→ RECORDED DATA:
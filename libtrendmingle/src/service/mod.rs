//! Service layer for TrendMingle
//!
//! This module provides a single API for the dashboard's behaviour that any
//! front end (web bridge, TUI, tests) can drive without duplicating logic.
//!
//! # Architecture
//!
//! `MingleService` is a facade over specialized sub-services that share one
//! store, one clock and one event bus:
//!
//! - `PostService`: post lifecycle and calendar data
//! - `AccountService`: per-platform connect/sync/disconnect
//! - `SuggestionService`: suggestion slots with pending flags
//! - `ProfileService` and `TrendService`: identity-gated shared records
//! - `EventBus`: change notifications
//!
//! # Example
//!
//! ```no_run
//! use std::sync::Arc;
//! use libtrendmingle::identity::StaticIdentity;
//! use libtrendmingle::service::MingleService;
//! use libtrendmingle::types::Platform;
//!
//! # async fn example() -> libtrendmingle::Result<()> {
//! let identity = Arc::new(StaticIdentity::signed_in("u1", "ana@example.com"));
//! let service = MingleService::new(identity).await?;
//!
//! let post = service
//!     .posts()
//!     .create("Product launch", Platform::Instagram, "tomorrow 10am")
//!     .await?;
//! service.posts().schedule(post.id()).await?;
//! # Ok(())
//! # }
//! ```

pub mod accounts;
pub mod events;
pub mod posts;
pub mod profiles;
pub mod suggestions;
pub mod trends;

use chrono::NaiveDate;
use std::sync::Arc;
use std::time::Duration;

use self::accounts::AccountService;
use self::events::{EventBus, EventReceiver};
use self::posts::PostService;
use self::profiles::ProfileService;
use self::suggestions::SuggestionService;
use self::trends::TrendService;
use crate::calendar::{CalendarView, DEFAULT_PREVIEW_LIMIT};
use crate::clock::{Clock, SystemClock};
use crate::config::{resolve_db_path, Config};
use crate::dashboard::{DashboardInput, DashboardView, Route};
use crate::error::{ConfigError, MingleError, Result};
use crate::identity::{Identity, User};
use crate::logging;
use crate::store::{RemoteStore, SqliteStore};
use crate::suggestions::{Regenerator, SuggestionLibrary};
use crate::sync::simulated::SimulatedSync;
use crate::sync::AccountSync;

/// Collaborators and settings a [`MingleService`] is assembled from.
pub struct ServiceParts {
    pub store: Arc<dyn RemoteStore>,
    pub sync: Arc<dyn AccountSync>,
    pub identity: Arc<dyn Identity>,
    pub clock: Arc<dyn Clock>,
    pub regenerator: Regenerator,
    pub suggestion_delay: Duration,
    pub auto_sync_interval: Option<chrono::Duration>,
    pub preview_limit: usize,
}

impl ServiceParts {
    /// Built-in suggestions, no artificial delay, six-hour auto-sync.
    pub fn new(
        store: Arc<dyn RemoteStore>,
        sync: Arc<dyn AccountSync>,
        identity: Arc<dyn Identity>,
        clock: Arc<dyn Clock>,
    ) -> Self {
        Self {
            store,
            sync,
            identity,
            clock,
            regenerator: Regenerator::new(SuggestionLibrary::builtin()),
            suggestion_delay: Duration::ZERO,
            auto_sync_interval: Some(chrono::Duration::hours(6)),
            preview_limit: DEFAULT_PREVIEW_LIMIT,
        }
    }
}

/// Main service facade that coordinates all sub-services
pub struct MingleService {
    identity: Arc<dyn Identity>,
    clock: Arc<dyn Clock>,
    posts: PostService,
    accounts: AccountService,
    suggestions: SuggestionService,
    profiles: ProfileService,
    trends: TrendService,
    event_bus: EventBus,
    preview_limit: usize,
}

impl MingleService {
    /// Create a service from the configuration at the default location
    ///
    /// Installs a log subscriber from the `[logging]` section when the host
    /// has not installed one.
    ///
    /// # Errors
    ///
    /// Returns an error if:
    /// - Configuration cannot be loaded or fails validation
    /// - The database cannot be opened or migrated
    pub async fn new(identity: Arc<dyn Identity>) -> Result<Self> {
        let config = Config::load()?;
        logging::init_from_config(&config)?;
        Self::from_config(&config, identity).await
    }

    /// Wire the production collaborators described by `config`.
    pub async fn from_config(config: &Config, identity: Arc<dyn Identity>) -> Result<Self> {
        config.validate()?;

        let db_path = resolve_db_path(&config.database.path)?;
        let db_path_str = db_path.to_str().ok_or_else(|| {
            MingleError::Config(ConfigError::InvalidValue {
                field: "database.path".to_string(),
                message: "path is not valid UTF-8".to_string(),
            })
        })?;
        let store = SqliteStore::new(db_path_str).await?;

        let auto_sync_interval = config
            .sync
            .auto_sync_interval()?
            .map(chrono::Duration::from_std)
            .transpose()
            .map_err(|e| ConfigError::InvalidValue {
                field: "sync.auto_sync_interval".to_string(),
                message: e.to_string(),
            })?;

        let parts = ServiceParts {
            store: Arc::new(store),
            sync: Arc::new(SimulatedSync::from_config(&config.sync)?),
            identity,
            clock: Arc::new(SystemClock),
            regenerator: Regenerator::new(config.suggestions.library()?),
            suggestion_delay: config.suggestions.delay()?,
            auto_sync_interval,
            preview_limit: config.calendar.preview_limit,
        };
        Self::from_parts(parts).await
    }

    /// Assemble from explicit collaborators and restore stored posts and
    /// accounts.
    pub async fn from_parts(parts: ServiceParts) -> Result<Self> {
        let event_bus = EventBus::new(100);

        let posts = PostService::new(
            Arc::clone(&parts.store),
            Arc::clone(&parts.clock),
            event_bus.clone(),
        );
        let accounts = AccountService::new(
            parts.sync,
            Arc::clone(&parts.store),
            Arc::clone(&parts.clock),
            event_bus.clone(),
            parts.auto_sync_interval,
        );
        let suggestions =
            SuggestionService::new(parts.regenerator, parts.suggestion_delay, event_bus.clone());
        let profiles = ProfileService::new(Arc::clone(&parts.store), Arc::clone(&parts.identity));
        let trends = TrendService::new(parts.store, Arc::clone(&parts.identity));

        posts.restore().await?;
        accounts.restore().await?;

        Ok(Self {
            identity: parts.identity,
            clock: parts.clock,
            posts,
            accounts,
            suggestions,
            profiles,
            trends,
            event_bus,
            preview_limit: parts.preview_limit,
        })
    }

    pub fn posts(&self) -> &PostService {
        &self.posts
    }

    pub fn accounts(&self) -> &AccountService {
        &self.accounts
    }

    pub fn suggestions(&self) -> &SuggestionService {
        &self.suggestions
    }

    pub fn profiles(&self) -> &ProfileService {
        &self.profiles
    }

    pub fn trends(&self) -> &TrendService {
        &self.trends
    }

    /// Subscribe to service events
    ///
    /// Returns a receiver for events emitted after this call. Multiple
    /// subscribers are supported.
    pub fn subscribe(&self) -> EventReceiver {
        self.event_bus.subscribe()
    }

    /// Guard for protected surfaces.
    pub fn require_user(&self) -> Result<User> {
        self.identity.require_user()
    }

    pub async fn sign_out(&self) -> Result<()> {
        self.identity.sign_out().await
    }

    /// Snapshot for the signed-in user's dashboard.
    pub async fn dashboard(
        &self,
        active: Route,
        view: CalendarView,
        anchor: NaiveDate,
    ) -> Result<DashboardView> {
        self.require_user()?;

        let posts = self.posts.list().await;
        let accounts = self.accounts.list().await;
        let suggestions = self.suggestions.slots();

        Ok(DashboardView::build(DashboardInput {
            posts: &posts,
            accounts: &accounts,
            suggestions: &suggestions,
            now: self.clock.now(),
            active,
            view,
            anchor,
            preview_limit: self.preview_limit,
        }))
    }
}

→ BRIEF: Retype each line of the data exactly as it reads.

→ ANSWER BOX:
filename libtrendmingle/src/service/mod.rs
//! Service layer for TrendMingle
//!
//! This module provides a single API for the dashboard's behaviour that any
//! front end (web bridge, TUI, tests) can drive without duplicating logic.
//!
//! # Architecture
//!
//! `MingleService` is a facade over specialized sub-services that share one
//! store, one clock and one event bus:
//!
//! - `PostService`: post lifecycle and calendar data
//! - `AccountService`: per-platform connect/sync/disconnect
//! - `SuggestionService`: suggestion slots with pending flags
//! - `ProfileService` and `TrendService`: identity-gated shared records
//! - `EventBus`: change notifications
//!
//! # Example
//!
//! ```no_run
//! use std::sync::Arc;
//! use libtrendmingle::identity::StaticIdentity;
//! use libtrendmingle::service::MingleService;
//! use libtrendmingle::types::Platform;
//!
//! # async fn example() -> libtrendmingle::Result<()> {
//! let identity = Arc::new(StaticIdentity::signed_in("u1", "ana@example.com"));
//! let service = MingleService::new(identity).await?;
//!
//! let post = service
//!     .posts()
//!     .create("Product launch", Platform::Instagram, "tomorrow 10am")
//!     .await?;
//! service.posts().schedule(post.id()).await?;
//! # Ok(())
//! # }
//! ```

pub mod accounts;
pub mod events;
pub mod posts;
pub mod profiles;
pub mod suggestions;
pub mod trends;

use chrono::NaiveDate;
use std::sync::Arc;
use std::time::Duration;

use self::accounts::AccountService;
use self::events::{EventBus, EventReceiver};
use self::posts::PostService;
use self::profiles::ProfileService;
use self::suggestions::SuggestionService;
use self::trends::TrendService;
use crate::calendar::{CalendarView, DEFAULT_PREVIEW_LIMIT};
use crate::clock::{Clock, SystemClock};
use crate::config::{resolve_db_path, Config};
use crate::dashboard::{DashboardInput, DashboardView, Route};
use crate::error::{ConfigError, MingleError, Result};
use crate::identity::{Identity, User};
use crate::logging;
use crate::store::{RemoteStore, SqliteStore};
use crate::suggestions::{Regenerator, SuggestionLibrary};
use crate::sync::simulated::SimulatedSync;
use crate::sync::AccountSync;

/// Collaborators and settings a [`MingleService`] is assembled from.
pub struct ServiceParts {
    pub store: Arc<dyn RemoteStore>,
    pub sync: Arc<dyn AccountSync>,
    pub identity: Arc<dyn Identity>,
    pub clock: Arc<dyn Clock>,
    pub regenerator: Regenerator,
    pub suggestion_delay: Duration,
    pub auto_sync_interval: Option<chrono::Duration>,
    pub preview_limit: usize,
}

impl ServiceParts {
    /// Built-in suggestions, no artificial delay, six-hour auto-sync.
    pub fn new(
        store: Arc<dyn RemoteStore>,
        sync: Arc<dyn AccountSync>,
        identity: Arc<dyn Identity>,
        clock: Arc<dyn Clock>,
    ) -> Self {
        Self {
            store,
            sync,
            identity,
            clock,
            regenerator: Regenerator::new(SuggestionLibrary::builtin()),
            suggestion_delay: Duration::ZERO,
            auto_sync_interval: Some(chrono::Duration::hours(6)),
            preview_limit: DEFAULT_PREVIEW_LIMIT,
        }
    }
}

/// Main service facade that coordinates all sub-services
pub struct MingleService {
    identity: Arc<dyn Identity>,
    clock: Arc<dyn Clock>,
    posts: PostService,
    accounts: AccountService,
    suggestions: SuggestionService,
    profiles: ProfileService,
    trends: TrendService,
    event_bus: EventBus,
    preview_limit: usize,
}

impl MingleService {
    /// Create a service from the configuration at the default location
    ///
    /// Installs a log subscriber from the `[logging]` section when the host
    /// has not installed one.
    ///
    /// # Errors
    ///
    /// Returns an error if:
    /// - Configuration cannot be loaded or fails validation
    /// - The database cannot be opened or migrated
    pub async fn new(identity: Arc<dyn Identity>) -> Result<Self> {
        let config = Config::load()?;
        logging::init_from_config(&config)?;
        Self::from_config(&config, identity).await
    }

    /// Wire the production collaborators described by `config`.
    pub async fn from_config(config: &Config, identity: Arc<dyn Identity>) -> Result<Self> {
        config.validate()?;

        let db_path = resolve_db_path(&config.database.path)?;
        let db_path_str = db_path.to_str().ok_or_else(|| {
            MingleError::Config(ConfigError::InvalidValue {
                field: "database.path".to_string(),
                message: "path is not valid UTF-8".to_string(),
            })
        })?;
        let store = SqliteStore::new(db_path_str).await?;

        let auto_sync_interval = config
            .sync
            .auto_sync_interval()?
            .map(chrono::Duration::from_std)
            .transpose()
            .map_err(|e| ConfigError::InvalidValue {
                field: "sync.auto_sync_interval".to_string(),
                message: e.to_string(),
            })?;

        let parts = ServiceParts {
            store: Arc::new(store),
            sync: Arc::new(SimulatedSync::from_config(&config.sync)?),
            identity,
            clock: Arc::new(SystemClock),
            regenerator: Regenerator::new(config.suggestions.library()?),
            suggestion_delay: config.suggestions.delay()?,
            auto_sync_interval,
            preview_limit: config.calendar.preview_limit,
        };
        Self::from_parts(parts).await
    }

    /// Assemble from explicit collaborators and restore stored posts and
    /// accounts.
    pub async fn from_parts(parts: ServiceParts) -> Result<Self> {
        let event_bus = EventBus::new(100);

        let posts = PostService::new(
            Arc::clone(&parts.store),
            Arc::clone(&parts.clock),
            event_bus.clone(),
        );
        let accounts = AccountService::new(
            parts.sync,
            Arc::clone(&parts.store),
            Arc::clone(&parts.clock),
            event_bus.clone(),
            parts.auto_sync_interval,
        );
        let suggestions =
            SuggestionService::new(parts.regenerator, parts.suggestion_delay, event_bus.clone());
        let profiles = ProfileService::new(Arc::clone(&parts.store), Arc::clone(&parts.identity));
        let trends = TrendService::new(parts.store, Arc::clone(&parts.identity));

        posts.restore().await?;
        accounts.restore().await?;

        Ok(Self {
            identity: parts.identity,
            clock: parts.clock,
            posts,
            accounts,
            suggestions,
            profiles,
            trends,
            event_bus,
            preview_limit: parts.preview_limit,
        })
    }

    pub fn posts(&self) -> &PostService {
        &self.posts
    }

    pub fn accounts(&self) -> &AccountService {
        &self.accounts
    }

    pub fn suggestions(&self) -> &SuggestionService {
        &self.suggestions
    }

    pub fn profiles(&self) -> &ProfileService {
        &self.profiles
    }

    pub fn trends(&self) -> &TrendService {
        &self.trends
    }

    /// Subscribe to service events
    ///
    /// Returns a receiver for events emitted after this call. Multiple
    /// subscribers are supported.
    pub fn subscribe(&self) -> EventReceiver {
        self.event_bus.subscribe()
    }

    /// Guard for protected surfaces.
    pub fn require_user(&self) -> Result<User> {
        self.identity.require_user()
    }

    pub async fn sign_out(&self) -> Result<()> {
        self.identity.sign_out().await
    }

    /// Snapshot for the signed-in user's dashboard.
    pub async fn dashboard(
        &self,
        active: Route,
        view: CalendarView,
        anchor: NaiveDate,
    ) -> Result<DashboardView> {
        self.require_user()?;

        let posts = self.posts.list().await;
        let accounts = self.accounts.list().await;
        let suggestions = self.suggestions.slots();

        Ok(DashboardView::build(DashboardInput {
            posts: &posts,
            accounts: &accounts,
            suggestions: &suggestions,
            now: self.clock.now(),
            active,
            view,
            anchor,
            preview_limit: self.preview_limit,
        }))
    }
}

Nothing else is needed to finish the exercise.